Brooks and Bryson will need to set aside their differences

So, how will the two manage being on the same team in the same team room?

“You realise it’s only a week, right?” Koepka said.

“Look, I can put it aside for business. If we’re going to be on the same team, I can deal with anybody in the world for a week.

“I’m not playing with him. I’m pretty sure we’re not going to be paired together, put it that way. We’re not going to be high-fiving and having late-night conversations. I do my thing; he does his thing.

“It’s not an issue at all. I don’t view it as an issue. I don’t think he does. Like I said, I can put anything aside for a team, business, whatever, just to get the job done. No problem with that.”

For his part, DeChambeau said he doesn’t recall the specifics of the original conversation with Koepka but agreed the two can co-exist.

“I don’t know what he’s talking about in that regard. Maybe that’s on me. Maybe I didn’t [keep my word],” DeChambeau said.

“I really don’t remember anything about that. We just had a conversation that I really don’t know what happened, because we haven’t really bantered back and forth until now.

“I think it would be kind of funny [to be paired together] actually. I think we’d do well, to be honest. It would create a little interesting vibe for the team or the guys we’re playing against.”

And what of Team Europe?

If all the potential noise has given any hope to European captain, Padraig Harrington, he isn’t letting on.

“I can only look after my own team,” Harrington said.

“When you hear the stories and things going on, it’s of interest, but it doesn’t really make a difference to how the players play the week of the Ryder Cup. I certainly wouldn’t be relying on that. I’d be relying more on getting the most out of my team. I think that’s what we do in the Ryder Cup now.

“You’re not there to rely on the opposition playing badly. You’re trying to make sure that your team plays as well as it can and believes that if all they have to do is play their own game and play as well as they can, that’s good enough.

“Anybody who has ever played match play, the worst possible thought you can have going out to play is hoping that your opposition isn’t at its best.”

In that regard, Harrington has enough to concern himself with when it comes to his own roster.

Fleetwood and Molinari were unbeatable three years ago, but Molinari’s game has plummeted and he’s not part of the picture this time around.

Europe are without magic man Francesco Molinari this time around

Meanwhile, heroes of Ryder Cups past – Ian Poulter and Lee Westwood – all have their best days behind them, while another European stalwart in Justin Rose has missed out completely.
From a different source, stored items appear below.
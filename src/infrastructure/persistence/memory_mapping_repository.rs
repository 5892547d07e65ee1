//! In-process implementation of the mapping repository.

use async_trait::async_trait;
use chrono::{DateTime, Utc};
use std::collections::HashMap;
use tokio::sync::RwLock;
use tracing::debug;

use crate::domain::entities::{NewMapping, UrlMapping};
use crate::domain::repositories::{MappingRepository, StoreError};

/// Mapping store kept in a process-local hash map.
///
/// Used for local development (`STORE_BACKEND=memory`) and tests. Contents
/// are lost when the process exits. The write lock is held for exactly one
/// operation, which gives the same per-operation atomicity as the SQL store.
#[derive(Default)]
pub struct InMemoryMappingRepository {
    mappings: RwLock<HashMap<String, UrlMapping>>,
}

impl InMemoryMappingRepository {
    pub fn new() -> Self {
        debug!("Using in-memory mapping store");
        Self::default()
    }

    /// Number of stored mappings.
    pub async fn len(&self) -> usize {
        self.mappings.read().await.len()
    }

    pub async fn is_empty(&self) -> bool {
        self.mappings.read().await.is_empty()
    }
}

#[async_trait]
impl MappingRepository for InMemoryMappingRepository {
    async fn insert(&self, new_mapping: NewMapping) -> Result<UrlMapping, StoreError> {
        let mut mappings = self.mappings.write().await;

        if mappings.contains_key(&new_mapping.short_code) {
            return Err(StoreError::Duplicate);
        }

        let mapping = UrlMapping::from_new(new_mapping, Utc::now());
        mappings.insert(mapping.short_code.clone(), mapping.clone());
        Ok(mapping)
    }

    async fn find_by_code(&self, short_code: &str) -> Result<Option<UrlMapping>, StoreError> {
        Ok(self.mappings.read().await.get(short_code).cloned())
    }

    async fn update_destination(
        &self,
        short_code: &str,
        destination_url: &str,
    ) -> Result<bool, StoreError> {
        let mut mappings = self.mappings.write().await;
        let Some(mapping) = mappings.get_mut(short_code) else {
            return Ok(false);
        };

        mapping.destination_url = destination_url.to_string();
        mapping.updated_at = Utc::now();
        Ok(true)
    }

    async fn set_expiry(
        &self,
        short_code: &str,
        expires_at: DateTime<Utc>,
    ) -> Result<bool, StoreError> {
        let mut mappings = self.mappings.write().await;
        let Some(mapping) = mappings.get_mut(short_code) else {
            return Ok(false);
        };

        mapping.expires_at = expires_at;
        mapping.updated_at = Utc::now();
        Ok(true)
    }

    async fn delete_expired(&self, now: DateTime<Utc>) -> Result<u64, StoreError> {
        let mut mappings = self.mappings.write().await;
        let before = mappings.len();
        mappings.retain(|_, mapping| !mapping.is_expired_at(now));
        Ok((before - mappings.len()) as u64)
    }

    async fn ping(&self) -> Result<(), StoreError> {
        Ok(())
    }
}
Of course, there’s still plenty of talent in the European cupboard, with Jon Rahm, Fleetwood, Tyrrell Hatton, Matthew Fitzpatrick, Rory McIlroy and Viktor Hovland figuring to be regulars for the foreseeable future.

So what will happen when the two teams finally meet in Wisconsin?

For all Tom Watson’s failings as the 2014 captain, his words over six years removed from that calamity perhaps ring truest.

“What I love about the Europeans is that their team lifts itself up,” he said.

“Together, they keep it light and they keep the pressure from really grabbing hold of them. I think they do it better than the American team does.

“What I suggest to the American team is that you’ve got to lift yourself up. You’ve got to be strong supporters of each other going forward to be successful. You need to have that back-up from your fellow players.”

And playing up to their capabilities might not be such a bad idea, either.